Top of The data

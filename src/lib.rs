//! Memchat - 带按用户长期记忆的对话助手
//!
//! 模块划分：
//! - **agent**: 无界面助手运行时（供 CLI / HTTP API 调用）
//! - **config**: 应用配置加载（TOML + 环境变量 + .env）
//! - **core**: 单轮对话编排（检索 → Prompt → 生成 → 写回）、初始化、配置期错误
//! - **diagnostics**: 环境与后端自检
//! - **llm**: LLM 客户端抽象与实现（OpenAI 兼容 / DeepSeek / Mock）与嵌入
//! - **memory**: 长期记忆后端抽象与实现（本地 / pgvector）
//! - **observability**: 日志初始化

pub mod agent;
pub mod config;
pub mod core;
pub mod diagnostics;
pub mod llm;
pub mod memory;
pub mod observability;

pub use agent::Assistant;
pub use core::{run_turn, TurnOrchestrator, TurnRequest, TurnResult};
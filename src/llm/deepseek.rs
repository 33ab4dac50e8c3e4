//! DeepSeek API 客户端（OpenAI 兼容格式）
//!
//! - Base URL: https://api.deepseek.com
//! - 模型: deepseek-chat（常规对话）, deepseek-reasoner（思考模式）

use crate::llm::OpenAiClient;

pub const DEEPSEEK_BASE_URL: &str = "https://api.deepseek.com";
pub const DEEPSEEK_CHAT: &str = "deepseek-chat";
pub const DEEPSEEK_REASONER: &str = "deepseek-reasoner";

/// 创建 DeepSeek 客户端；model 为 None 时依次取 `DEEPSEEK_MODEL` 环境变量与 deepseek-chat
pub fn create_deepseek_client(api_key: &str, model: Option<&str>) -> OpenAiClient {
    let model = model
        .map(String::from)
        .or_else(|| std::env::var("DEEPSEEK_MODEL").ok())
        .unwrap_or_else(|| DEEPSEEK_CHAT.to_string());

    OpenAiClient::new(Some(DEEPSEEK_BASE_URL), &model, api_key)
}
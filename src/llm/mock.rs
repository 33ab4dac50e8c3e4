//! Mock LLM 客户端（无需 API，用于本地演示）
//!
//! 回显最后一条 User 消息，并报告 system prompt 中携带的记忆条数。

use async_trait::async_trait;

use crate::llm::{LlmClient, LlmError};
use crate::memory::{last_user_content, Message, Role};

#[derive(Debug, Default)]
pub struct MockLlmClient;

#[async_trait]
impl LlmClient for MockLlmClient {
    async fn complete(&self, messages: &[Message]) -> Result<String, LlmError> {
        let last_user = last_user_content(messages).unwrap_or("(no input)");
        let memories = messages
            .iter()
            .filter(|m| m.role == Role::System)
            .flat_map(|m| m.content.lines())
            .filter(|l| l.starts_with("- "))
            .count();

        Ok(format!(
            "Echo from Mock ({} memories): {}",
            memories, last_user
        ))
    }

    fn model(&self) -> &str {
        "mock"
    }
}
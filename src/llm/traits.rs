//! LLM 客户端抽象
//!
//! 所有后端（OpenAI 兼容 / DeepSeek / Mock）实现 LlmClient：无状态的一问一答补全。

use async_trait::async_trait;
use thiserror::Error;

use crate::memory::Message;

/// LLM 调用失败的原因（鉴权、额度、网络、超时、API 其它错误）
#[derive(Error, Debug, Clone, PartialEq)]
pub enum LlmError {
    #[error("authentication failed: {0}")]
    Auth(String),

    #[error("quota exceeded: {0}")]
    Quota(String),

    #[error("network error: {0}")]
    Network(String),

    #[error("request timed out after {0}s")]
    Timeout(u64),

    #[error("{0}")]
    Api(String),

    #[error("empty response from model")]
    EmptyResponse,
}

impl LlmError {
    /// 按错误文本归类：401 / invalid key → Auth，429 / quota → Quota，其余为 Api
    pub fn classify(raw: impl Into<String>) -> Self {
        let raw = raw.into();
        let lower = raw.to_lowercase();
        if lower.contains("401")
            || lower.contains("invalid_api_key")
            || lower.contains("incorrect api key")
            || lower.contains("unauthorized")
        {
            LlmError::Auth(raw)
        } else if lower.contains("insufficient_quota")
            || lower.contains("429")
            || lower.contains("rate limit")
            || lower.contains("quota")
        {
            LlmError::Quota(raw)
        } else {
            LlmError::Api(raw)
        }
    }
}

/// LLM 客户端 trait
#[async_trait]
pub trait LlmClient: Send + Sync {
    /// 非流式补全，返回首个 choice 的文本
    async fn complete(&self, messages: &[Message]) -> Result<String, LlmError>;

    /// 模型名（日志与诊断用）
    fn model(&self) -> &str;

    /// 获取累计 token 使用统计：(prompt_tokens, completion_tokens, total_tokens)
    /// 默认返回 (0, 0, 0)，具体实现可覆盖
    fn token_usage(&self) -> (u64, u64, u64) {
        (0, 0, 0)
    }
}
//! 核心层：单轮对话编排、初始化与配置期错误

pub mod builder;
pub mod error;
pub mod turn;

pub use builder::{create_llm, create_memory, setup, Backends, TurnOrchestratorBuilder};
pub use error::ConfigError;
pub use turn::{
    compose_system_prompt, preview, resolve_user_id, run_turn, Persistence, TurnConfig,
    TurnOrchestrator, TurnRequest, TurnResult, DEFAULT_ASSISTANT_PROMPT, DEFAULT_SEARCH_LIMIT,
    DEFAULT_USER_ID, GENERATION_FAILURE_PREFIX,
};
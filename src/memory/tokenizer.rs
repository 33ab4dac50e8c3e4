//! 分词：无嵌入模型时的关键词检索与记忆去重
//!
//! 含 CJK 字符时用 jieba 搜索引擎模式分词，否则按空白切分；统一小写并去掉首尾标点。

use std::collections::HashSet;
use std::sync::OnceLock;

use jieba_rs::Jieba;

static JIEBA: OnceLock<Jieba> = OnceLock::new();

fn jieba() -> &'static Jieba {
    JIEBA.get_or_init(Jieba::new)
}

fn is_cjk(c: char) -> bool {
    matches!(c,
        '\u{4E00}'..='\u{9FFF}' |
        '\u{3400}'..='\u{4DBF}' |
        '\u{F900}'..='\u{FAFF}' |
        '\u{3040}'..='\u{309F}' |
        '\u{30A0}'..='\u{30FF}'
    )
}

pub fn contains_cjk(text: &str) -> bool {
    text.chars().any(is_cjk)
}

fn clean(token: &str) -> String {
    token
        .trim_matches(|c: char| !c.is_alphanumeric())
        .to_lowercase()
}

/// 分词；单字符英文词丢弃，单个 CJK 字保留
pub fn tokenize(text: &str) -> Vec<String> {
    let text = text.trim();
    if text.is_empty() {
        return Vec::new();
    }

    let raw: Vec<String> = if contains_cjk(text) {
        jieba()
            .cut_for_search(text, true)
            .into_iter()
            .map(clean)
            .collect()
    } else {
        text.split_whitespace().map(clean).collect()
    };

    raw.into_iter()
        .filter(|t| t.chars().count() > 1 || t.chars().next().is_some_and(is_cjk))
        .collect()
}

pub fn tokenize_to_set(text: &str) -> HashSet<String> {
    tokenize(text).into_iter().collect()
}

/// Jaccard 相似度，任一为空时为 0
pub fn jaccard_similarity(a: &HashSet<String>, b: &HashSet<String>) -> f32 {
    if a.is_empty() || b.is_empty() {
        return 0.0;
    }
    let intersection = a.intersection(b).count() as f32;
    let union = a.union(b).count() as f32;
    intersection / union
}

/// 去重用的规范化文本：折叠空白、小写、去掉句末标点
pub fn normalize(text: &str) -> String {
    text.split_whitespace()
        .collect::<Vec<_>>()
        .join(" ")
        .trim_end_matches(|c: char| c.is_ascii_punctuation() || c == '。' || c == '！' || c == '？')
        .to_lowercase()
}
//! 长期记忆后端抽象
//!
//! 按 user_id 隔离的向量记忆：search（相似度检索）、add（写入一轮对话）、count（记录数，仅用于诊断）。
//! 本地实现见 [`LocalMemory`](super::LocalMemory)，Postgres + pgvector 实现需启用 `pgvector` feature。

use async_trait::async_trait;
use chrono::{DateTime, Utc};
use serde::{Deserialize, Serialize};
use thiserror::Error;

use crate::memory::Message;

/// 记忆后端错误（连接、嵌入、存储、序列化）
#[derive(Error, Debug)]
pub enum MemoryError {
    #[error("Memory backend connection failed: {0}")]
    Connection(String),

    #[error("Embedding failed: {0}")]
    Embedding(String),

    #[error("Memory storage error: {0}")]
    Storage(String),

    #[error("Memory serialization error: {0}")]
    Serialization(#[from] serde_json::Error),
}

/// 一条记忆：创建后不可变，归后端所有
#[derive(Debug, Clone, PartialEq, Serialize, Deserialize)]
pub struct MemoryRecord {
    pub id: String,
    /// 自然语言事实
    pub text: String,
    /// 所属用户
    pub owner: String,
    /// 相似度分数（范围由后端决定）
    pub score: f32,
    pub created_at: DateTime<Utc>,
}

/// add 的结果：新写入的记录与因重复而复用的条数
#[derive(Debug, Clone, Default)]
pub struct AddReport {
    pub added: Vec<MemoryRecord>,
    pub reused: usize,
}

/// 通用 count 实现使用的探测查询（部分后端要求非空 query 才能生成嵌入）
#[derive(Debug, Clone)]
pub struct CountProbe {
    pub query: String,
    pub limit: usize,
}

impl Default for CountProbe {
    fn default() -> Self {
        Self {
            query: String::new(),
            limit: 100,
        }
    }
}

/// 记忆后端 trait：所有操作都以 user_id 为作用域
#[async_trait]
pub trait MemoryBackend: Send + Sync {
    /// 按 query 检索该用户最相关的 limit 条，按分数降序
    async fn search(
        &self,
        query: &str,
        user_id: &str,
        limit: usize,
    ) -> Result<Vec<MemoryRecord>, MemoryError>;

    /// 写入一轮对话（system / user / assistant）
    async fn add(&self, exchange: &[Message], user_id: &str) -> Result<AddReport, MemoryError>;

    /// 该用户的记录数；默认用探测查询的检索结果条数近似，能精确计数的后端应覆盖
    async fn count(&self, user_id: &str, probe: &CountProbe) -> Result<usize, MemoryError> {
        Ok(self.search(&probe.query, user_id, probe.limit).await?.len())
    }

    /// 将缓冲写入持久层（无缓冲的后端为空操作）
    async fn flush(&self) -> Result<(), MemoryError> {
        Ok(())
    }

    /// 后端名称（日志与诊断用）
    fn name(&self) -> &str;
}
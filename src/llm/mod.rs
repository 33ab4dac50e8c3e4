//! LLM 层：客户端抽象与实现（OpenAI 兼容 / DeepSeek / Mock）与嵌入

pub mod deepseek;
pub mod embedding;
pub mod mock;
pub mod openai;
pub mod traits;

pub use deepseek::{create_deepseek_client, DEEPSEEK_CHAT, DEEPSEEK_REASONER};
pub use embedding::{
    cosine_similarity, create_embedder, EmbeddingProvider, OpenAiEmbedder,
    DEFAULT_EMBEDDING_MODEL,
};
pub use mock::MockLlmClient;
pub use openai::{OpenAiClient, TokenUsage};
pub use traits::{LlmClient, LlmError};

Bottom of The data

### [The problem]
Only an exact copy of the listing above, from its first line up to and including the line with "- **diagnostics**: 环境与后端自检", counts as the answer.

### [Answer to the exercise]
filename src/lib.rs
//! Memchat - 带按用户长期记忆的对话助手
//!
//! 模块划分：
//! - **agent**: 无界面助手运行时（供 CLI / HTTP API 调用）
//! - **config**: 应用配置加载（TOML + 环境变量 + .env）
//! - **core**: 单轮对话编排（检索 → Prompt → 生成 → 写回）、初始化、配置期错误
//! - **diagnostics**: 环境与后端自检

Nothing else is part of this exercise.